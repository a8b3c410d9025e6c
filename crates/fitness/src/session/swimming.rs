//! Swimming sessions.

use super::{BaseTraining, Training};
use crate::config::{METERS_PER_KM, SwimmingConfig};
use crate::errors::{Result, ensure_positive};

/// Swimming session.
///
/// Speed comes from the pool lengths swum, not from the stroke count, so
/// [`Training::mean_speed_kmh`] is overridden here. [`Training::distance_km`]
/// still uses strokes times stroke length.
#[derive(Debug, Clone, PartialEq)]
pub struct Swimming {
    base: BaseTraining,
    pool_length_m: f64,
    pool_lengths_count: u32,
    config: SwimmingConfig,
}

impl Swimming {
    /// Creates a swimming session; `pool_length_m` must be positive.
    pub fn new(
        action_count: u32,
        duration_hours: f64,
        weight_kg: f64,
        pool_length_m: f64,
        pool_lengths_count: u32,
    ) -> Result<Self> {
        Ok(Self {
            base: BaseTraining::new(action_count, duration_hours, weight_kg)?,
            pool_length_m: ensure_positive("pool_length_m", pool_length_m)?,
            pool_lengths_count,
            config: SwimmingConfig::DEFAULT,
        })
    }

    /// Replaces the default coefficients.
    pub fn with_config(mut self, config: SwimmingConfig) -> Self {
        self.config = config;
        self
    }

    pub fn pool_length_m(&self) -> f64 {
        self.pool_length_m
    }

    /// Full pool traversals completed.
    pub fn pool_lengths_count(&self) -> u32 {
        self.pool_lengths_count
    }

    pub fn config(&self) -> &SwimmingConfig {
        &self.config
    }
}

impl Training for Swimming {
    fn name(&self) -> &'static str {
        "Swimming"
    }

    fn base(&self) -> &BaseTraining {
        &self.base
    }

    fn step_length_m(&self) -> f64 {
        self.config.step_length_m
    }

    fn mean_speed_kmh(&self) -> f64 {
        self.pool_length_m * f64::from(self.pool_lengths_count)
            / METERS_PER_KM
            / self.base.duration_hours
    }

    fn spent_calories_kcal(&self) -> Result<f64> {
        Ok(
            (self.config.speed_multiplier * self.mean_speed_kmh() + self.config.weight_multiplier)
                * self.base.weight_kg,
        )
    }
}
++++++++++
> _The problem_
Transcribe every record exactly.

> _Answer section_
repository a8b3c410d9025e6c
filename crates/fitness/src/session/swimming.rs
//! Swimming sessions.

use super::{BaseTraining, Training};
use crate::config::{METERS_PER_KM, SwimmingConfig};
use crate::errors::{Result, ensure_positive};

/// Swimming session.
///
/// Speed comes from the pool lengths swum, not from the stroke count, so
/// [`Training::mean_speed_kmh`] is overridden here. [`Training::distance_km`]
/// still uses strokes times stroke length.
#[derive(Debug, Clone, PartialEq)]
pub struct Swimming {
    base: BaseTraining,
    pool_length_m: f64,
    pool_lengths_count: u32,
    config: SwimmingConfig,
}

impl Swimming {
    /// Creates a swimming session; `pool_length_m` must be positive.
    pub fn new(
        action_count: u32,
        duration_hours: f64,
        weight_kg: f64,
        pool_length_m: f64,
        pool_lengths_count: u32,
    ) -> Result<Self> {
        Ok(Self {
            base: BaseTraining::new(action_count, duration_hours, weight_kg)?,
            pool_length_m: ensure_positive("pool_length_m", pool_length_m)?,
            pool_lengths_count,
            config: SwimmingConfig::DEFAULT,
        })
    }

    /// Replaces the default coefficients.
    pub fn with_config(mut self, config: SwimmingConfig) -> Self {
        self.config = config;
        self
    }

    pub fn pool_length_m(&self) -> f64 {
        self.pool_length_m
    }

    /// Full pool traversals completed.
    pub fn pool_lengths_count(&self) -> u32 {
        self.pool_lengths_count
    }

    pub fn config(&self) -> &SwimmingConfig {
        &self.config
    }
}

impl Training for Swimming {
    fn name(&self) -> &'static str {
        "Swimming"
    }

    fn base(&self) -> &BaseTraining {
        &self.base
    }

    fn step_length_m(&self) -> f64 {
        self.config.step_length_m
    }

    fn mean_speed_kmh(&self) -> f64 {
        self.pool_length_m * f64::from(self.pool_lengths_count)
            / METERS_PER_KM
            / self.base.duration_hours
    }

    fn spent_calories_kcal(&self) -> Result<f64> {
        Ok(
            (self.config.speed_multiplier * self.mean_speed_kmh() + self.config.weight_multiplier)
                * self.base.weight_kg,
        )
    }
}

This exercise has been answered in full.